= WORK ITEM =
Repeat verbatim, and only, the lines of the data below, beginning at the line that contains "is returned unchanged." and stopping after the line that contains "if let Ok(i)".
********
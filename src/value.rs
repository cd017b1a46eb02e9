//! Attribute values carried by field nodes (defaults, lengths, discriminants, conditions).
//!
//! Schemas that went through a string-typed transport come back with numbers as
//! strings, so every loosely-typed attribute is a [`Scalar`] and the coercion
//! helpers below repair them where a number is expected.

use serde_json::Value as Json;

/// A single attribute value.
#[derive(Debug, Clone, PartialEq)]
pub enum Scalar {
    Bool(bool),
    Int(i64),
    Float(f64),
    Text(String),
    /// Arrays/objects kept verbatim (e.g. a structured `valid_when.value`).
    Raw(Json),
}

impl Scalar {
    /// Convert a JSON value; `null` is treated as absent.
    pub fn from_json(v: &Json) -> Option<Scalar> {
        match v {
            Json::Null => None,
            Json::Bool(b) => Some(Scalar::Bool(*b)),
            Json::Number(n) => {
                if let Some(i) = n.as_i64() {
                    Some(Scalar::Int(i))
                } else {
                    n.as_f64().map(Scalar::Float)
                }
            }
            Json::String(s) => Some(Scalar::Text(s.clone())),
            other => Some(Scalar::Raw(other.clone())),
        }
    }

    /// JSON form. Non-finite floats have no JSON representation and become `null`.
    pub fn to_json(&self) -> Json {
        match self {
            Scalar::Bool(b) => Json::Bool(*b),
            Scalar::Int(i) => Json::from(*i),
            Scalar::Float(f) => serde_json::Number::from_f64(*f)
                .map(Json::Number)
                .unwrap_or(Json::Null),
            Scalar::Text(s) => Json::String(s.clone()),
            Scalar::Raw(v) => v.clone(),
        }
    }

    pub fn is_numeric(&self) -> bool {
        matches!(self, Scalar::Int(_) | Scalar::Float(_))
    }

    pub fn is_text(&self) -> bool {
        matches!(self, Scalar::Text(_))
    }

    /// Empty string, or NaN.
    pub fn is_blank(&self) -> bool {
        match self {
            Scalar::Text(s) => s.trim().is_empty(),
            Scalar::Float(f) => f.is_nan(),
            _ => false,
        }
    }

    pub fn as_i64(&self) -> Option<i64> {
        match self {
            Scalar::Int(i) => Some(*i),
            Scalar::Float(f) if f.fract() == 0.0 && f.is_finite() => Some(*f as i64),
            _ => None,
        }
    }

    pub fn as_f64(&self) -> Option<f64> {
        match self {
            Scalar::Int(i) => Some(*i as f64),
            Scalar::Float(f) => Some(*f),
            _ => None,
        }
    }

    pub fn as_str(&self) -> Option<&str> {
        match self {
            Scalar::Text(s) => Some(s),
            _ => None,
        }
    }

    /// Parse a numeric-looking string as an integer. Anything else is returned unchanged.
    pub fn coerce_int(self) -> Scalar {
        match self {
            Scalar::Text(s) => match s.trim().parse::<i64>() {
                Ok(i) => Scalar::Int(i),
                Err(_) => Scalar::Text(s),
            },
            other => other,
        }
    }

    /// Parse a numeric-looking string as an integer, falling back to a float.
    pub fn coerce_number(self) -> Scalar {
        match self {
            Scalar::Text(s) => {
                let t = s.trim();
                if let Ok(i) = t.parse::<i64>() {
                    Scalar::Int(i)
                } else {
                    match t.parse::<f64>() {
                        Ok(f) if f.is_finite() => Scalar::Float(f),
                        _ => Scalar::Text(s),
                    }
                }
            }
            other => other,
        }
    }
}

impl From<i64> for Scalar {
    fn from(v: i64) -> Self {
        Scalar::Int(v)
    }
}

impl From<f64> for Scalar {
    fn from(v: f64) -> Self {
        Scalar::Float(v)
    }
}

impl From<&str> for Scalar {
    fn from(v: &str) -> Self {
        Scalar::Text(v.to_string())
    }
}

impl From<bool> for Scalar {
    fn from(v: bool) -> Self {
        Scalar::Bool(v)
    }
}

impl std::fmt::Display for Scalar {
    fn fmt(&self, f: &mut std::fmt::Formatter<'_>) -> std::fmt::Result {
        match self {
            Scalar::Bool(b) => write!(f, "{}", b),
            Scalar::Int(i) => write!(f, "{}", i),
            Scalar::Float(x) => write!(f, "{}", x),
            Scalar::Text(s) => write!(f, "{}", s),
            Scalar::Raw(v) => write!(f, "{}", v),
        }
    }
}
********
= ANSWER TO THE PROBLEM =
    /// Parse a numeric-looking string as an integer. Anything else is returned unchanged.
    pub fn coerce_int(self) -> Scalar {
        match self {
            Scalar::Text(s) => match s.trim().parse::<i64>() {
                Ok(i) => Scalar::Int(i),
                Err(_) => Scalar::Text(s),
            },
            other => other,
        }
    }

    /// Parse a numeric-looking string as an integer, falling back to a float.
    pub fn coerce_number(self) -> Scalar {
        match self {
            Scalar::Text(s) => {
                let t = s.trim();
                if let Ok(i) = t.parse::<i64>() {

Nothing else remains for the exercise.